* _Task description_
All that is needed is the number of lines in the records that contain the word "earliest", stated without anything else.

* _Task material_
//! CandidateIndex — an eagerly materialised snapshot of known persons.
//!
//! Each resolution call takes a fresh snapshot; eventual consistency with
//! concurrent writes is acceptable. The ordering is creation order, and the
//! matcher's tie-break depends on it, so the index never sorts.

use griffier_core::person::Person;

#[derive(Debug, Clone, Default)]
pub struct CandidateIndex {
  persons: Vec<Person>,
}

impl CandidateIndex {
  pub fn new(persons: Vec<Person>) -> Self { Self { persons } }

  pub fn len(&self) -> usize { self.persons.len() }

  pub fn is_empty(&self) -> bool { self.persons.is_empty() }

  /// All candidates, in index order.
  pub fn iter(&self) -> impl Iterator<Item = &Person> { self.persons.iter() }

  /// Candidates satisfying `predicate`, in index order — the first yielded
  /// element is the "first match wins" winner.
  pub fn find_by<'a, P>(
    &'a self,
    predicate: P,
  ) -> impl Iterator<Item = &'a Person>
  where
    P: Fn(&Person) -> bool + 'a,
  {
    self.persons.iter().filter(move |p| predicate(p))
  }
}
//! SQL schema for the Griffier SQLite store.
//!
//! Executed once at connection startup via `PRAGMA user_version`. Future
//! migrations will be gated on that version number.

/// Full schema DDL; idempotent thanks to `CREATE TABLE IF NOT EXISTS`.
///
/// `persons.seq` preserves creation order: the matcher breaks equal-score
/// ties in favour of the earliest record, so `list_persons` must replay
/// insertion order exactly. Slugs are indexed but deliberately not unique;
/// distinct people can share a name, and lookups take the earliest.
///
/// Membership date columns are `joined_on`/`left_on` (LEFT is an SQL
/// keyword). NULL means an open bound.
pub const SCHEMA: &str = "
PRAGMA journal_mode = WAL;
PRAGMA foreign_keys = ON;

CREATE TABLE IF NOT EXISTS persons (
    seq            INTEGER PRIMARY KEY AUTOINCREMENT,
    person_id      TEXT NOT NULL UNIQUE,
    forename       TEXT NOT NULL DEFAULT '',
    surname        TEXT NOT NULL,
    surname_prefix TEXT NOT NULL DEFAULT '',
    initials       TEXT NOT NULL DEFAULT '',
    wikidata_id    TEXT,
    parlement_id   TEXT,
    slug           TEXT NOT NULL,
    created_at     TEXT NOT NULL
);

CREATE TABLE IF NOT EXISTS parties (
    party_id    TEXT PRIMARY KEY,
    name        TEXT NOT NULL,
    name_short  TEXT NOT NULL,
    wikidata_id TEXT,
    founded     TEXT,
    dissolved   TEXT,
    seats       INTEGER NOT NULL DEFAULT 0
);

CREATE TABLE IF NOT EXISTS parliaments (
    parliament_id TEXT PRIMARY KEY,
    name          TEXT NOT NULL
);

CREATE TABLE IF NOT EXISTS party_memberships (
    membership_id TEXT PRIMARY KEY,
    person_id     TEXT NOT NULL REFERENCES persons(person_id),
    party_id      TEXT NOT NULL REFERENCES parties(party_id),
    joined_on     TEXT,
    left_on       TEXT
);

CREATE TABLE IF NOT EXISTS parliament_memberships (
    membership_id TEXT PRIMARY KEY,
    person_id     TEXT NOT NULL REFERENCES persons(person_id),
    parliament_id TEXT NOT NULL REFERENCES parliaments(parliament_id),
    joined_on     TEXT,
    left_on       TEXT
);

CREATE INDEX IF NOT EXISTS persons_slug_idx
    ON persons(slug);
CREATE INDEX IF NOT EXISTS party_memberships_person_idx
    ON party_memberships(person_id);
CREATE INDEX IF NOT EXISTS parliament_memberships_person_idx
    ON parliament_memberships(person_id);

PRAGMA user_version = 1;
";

* _Response area_
2